De kern van het geschil draait om de vraag of de Gecombineerde opgave van appellant kan worden beschouwd als een aanvraag om rechtstreekse betalingen. Het College oordeelt dat de Gecombineerde opgave niet als zodanig kan worden aangemerkt, omdat appellant expliciet had aangegeven geen gebruik te willen maken van zijn toeslagrechten.
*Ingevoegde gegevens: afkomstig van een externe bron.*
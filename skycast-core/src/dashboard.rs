//! Selected-city forecast state.

use tracing::info;

use crate::{
    Config, ForecastSnapshot,
    lookup::LookupClient,
    notify::Notification,
};

/// Quick-select shortcuts offered next to the search box.
pub const POPULAR_CITIES: &[&str] = &[
    "Mumbai",
    "Delhi",
    "Bangalore",
    "Hyderabad",
    "Chennai",
    "Kolkata",
    "Pune",
    "Jaipur",
    "Lucknow",
    "Ahmedabad",
];

#[derive(Debug, Clone, Default, PartialEq)]
pub enum SnapshotState {
    /// Nothing fetched yet, or the last fetch failed.
    #[default]
    Empty,
    Ready(Box<ForecastSnapshot>),
}

impl SnapshotState {
    pub fn snapshot(&self) -> Option<&ForecastSnapshot> {
        match self {
            SnapshotState::Empty => None,
            SnapshotState::Ready(snapshot) => Some(snapshot.as_ref()),
        }
    }
}

/// Holds the selected city and the forecast fetched for it.
///
/// Forecast fetches are triggered by selection, never by typing, so they are
/// not debounced.
#[derive(Debug)]
pub struct Dashboard {
    lookup: LookupClient,
    city: String,
    snapshot: SnapshotState,
}

impl Dashboard {
    pub fn new(lookup: LookupClient, config: &Config) -> Self {
        Self { lookup, city: config.default_city.clone(), snapshot: SnapshotState::Empty }
    }

    pub fn city(&self) -> &str {
        &self.city
    }

    pub fn snapshot(&self) -> &SnapshotState {
        &self.snapshot
    }

    /// Fetch the forecast for the current city. A blank city is a no-op.
    pub async fn load(&mut self) -> &SnapshotState {
        if self.city.trim().is_empty() {
            return &self.snapshot;
        }

        self.snapshot = match self.lookup.get_forecast(&self.city).await {
            Some(snapshot) => {
                info!(city = %self.city, "forecast loaded");
                SnapshotState::Ready(Box::new(snapshot))
            }
            None => SnapshotState::Empty,
        };
        &self.snapshot
    }

    /// Switch to `city` and fetch its forecast.
    pub async fn select_city(&mut self, city: impl Into<String>) -> &SnapshotState {
        self.city = city.into();
        if !self.city.trim().is_empty() {
            self.lookup
                .notifier()
                .notify(Notification::info(format!("Loading weather data for {}", self.city)));
        }
        self.load().await
    }
}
Het College wijst erop dat de indiening van de Gecombineerde opgave niet automatisch leidt tot een verzamelaanvraag, en dat de aanvraag om uitbetaling van de toeslagrechten pas op 16 mei 2008 is gedaan, na de sluiting van de indieningstermijn.
Het College concludeert dat er geen sprake is van een kennelijke fout in de aanvraag, zoals appellant betoogt. De argumenten van appellant dat hij te goeder trouw heeft gehandeld en dat verweerder niet aan zijn informatieplicht heeft voldaan, worden verworpen. Het College verklaart het beroep ongegrond en ziet geen aanleiding voor een proceskostenveroordeling.